We are in a data driven world! We can find use of data everywhere, but the main challenge is how to store and process the data. Data which is beyond storage capacity and beyond processing power, that data, define as “Big Data”. There are many sources which generate data like sensors in any digitized setup, cctv camera’s, social network, online shopping, air-lines etc. If we are looking in any organization, then in a single day, just by swiping our card we are generating data in GBs .If someone want to store these data in a local machine, it might be possible till machine have proper storage, but if data increases beyond the storage capacity of machine we store same in external storage (external hard disk), but what if data is increasing exponentially, which is common nowadays? We cannot keep on buying external storage and thus we may approach to data-center (Server) where we can store our increasing data and we called them as Sandbox. When we want data from the server to our local machine, the data is retrieved and processed. This above methodology is time consuming because of slow data transfer rate from server to local machine in complete data processing. There are 3 ‘V’s (Volume, Velocity and Variety) which are main factors of big data computing.

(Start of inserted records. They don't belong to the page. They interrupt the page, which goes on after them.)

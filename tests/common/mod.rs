#![allow(dead_code)]

use argon2::{
    Algorithm, Argon2, Params, Version,
    password_hash::{PasswordHasher, SaltString},
};
use axum::{
    Router,
    body::Body,
    http::{Method, Request, StatusCode, header},
};
use boutique_api::{
    AppConfig, AppState, InMemoryRepository, create_router,
    models::{Article, NewArticle, NewUser, User},
    repository::{Repository, RepositoryState},
};
use serde_json::Value;
use std::sync::Arc;
use tower::ServiceExt;

pub const PASSWORD: &str = "motdepasse-boutique";

/// Argon2 hash with tiny cost parameters so the suites stay fast. Verification reads
/// the parameters back from the PHC string, so the production verifier accepts it.
pub fn cheap_hash(password: &str) -> String {
    let params = Params::new(1024, 1, 1, None).unwrap();
    let argon2 = Argon2::new(Algorithm::Argon2id, Version::V0x13, params);
    let salt = SaltString::generate(&mut rand::thread_rng());
    argon2
        .hash_password(password.as_bytes(), &salt)
        .unwrap()
        .to_string()
}

pub async fn seed_user(repo: &InMemoryRepository, login: &str) -> User {
    repo.create_user(NewUser {
        login: login.to_string(),
        password_hash: cheap_hash(PASSWORD),
    })
    .await
    .unwrap()
}

pub async fn seed_article(repo: &InMemoryRepository, name: &str, price: f64, stock: i32) -> Article {
    repo.create_article(NewArticle {
        name: name.to_string(),
        price,
        stock,
    })
    .await
    .unwrap()
}

/// In-process application: the real router over an in-memory store.
pub struct TestApp {
    pub repo: Arc<InMemoryRepository>,
    pub router: Router,
    pub config: AppConfig,
}

pub fn spawn_app() -> TestApp {
    let repo = Arc::new(InMemoryRepository::new());
    let config = AppConfig::default();
    let state = AppState {
        repo: repo.clone() as RepositoryState,
        config: config.clone(),
    };
    TestApp {
        repo,
        router: create_router(state),
        config,
    }
}

impl TestApp {
    /// Sends one request and returns the status plus the decoded JSON body
    /// (`Value::Null` when the body is not JSON).
    pub async fn request(
        &self,
        method: Method,
        uri: &str,
        token: Option<&str>,
        body: Option<Value>,
    ) -> (StatusCode, Value) {
        let mut builder = Request::builder().method(method).uri(uri);
        if let Some(token) = token {
            builder = builder.header(header::AUTHORIZATION, format!("Bearer {}", token));
        }
        let body = match body {
            Some(json) => {
                builder = builder.header(header::CONTENT_TYPE, "application/json");
                Body::from(serde_json::to_vec(&json).unwrap())
            }
            None => Body::empty(),
        };

        let response = self
            .router
            .clone()
            .oneshot(builder.body(body).unwrap())
            .await
            .unwrap();
        let status = response.status();
        let bytes = axum::body::to_bytes(response.into_body(), usize::MAX)
            .await
            .unwrap();
        let json = serde_json::from_slice(&bytes).unwrap_or(Value::Null);
        (status, json)
    }

    /// Logs `login` in with the shared test password and returns the `data` payload.
    pub async fn login(&self, login: &str) -> Value {
        let (status, body) = self
            .request(
                Method::POST,
                "/login",
                None,
                Some(serde_json::json!({ "login": login, "password": PASSWORD })),
            )
            .await;
        assert_eq!(status, StatusCode::OK, "login failed: {body}");
        body["data"].clone()
    }

    pub async fn access_token(&self, login: &str) -> String {
        self.login(login).await["access_token"]
            .as_str()
            .unwrap()
            .to_string()
    }
}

Hadoop Solution to Big data:
Hadoop frame work is introduced by Apache in which a logic (computation) which generally in kbs or Mbs will be sent to data to process instead of fetching data for processing. Hadoop solution to Big data. Hadoop works by distributing huge data into split of small size to process. Hadoop has two main component HDFS and MapReduce. HDFS (Hadoop Distributed File System) is a technique to store the data in distributed manner in order to compute fast and this computation on HDFS is done by MapReduce. By name only MapReduce give its functionality Map will do mapping of logic into data (distributed in HDFS) and once computation is done, reducer will collect the “result set” of map to give final result.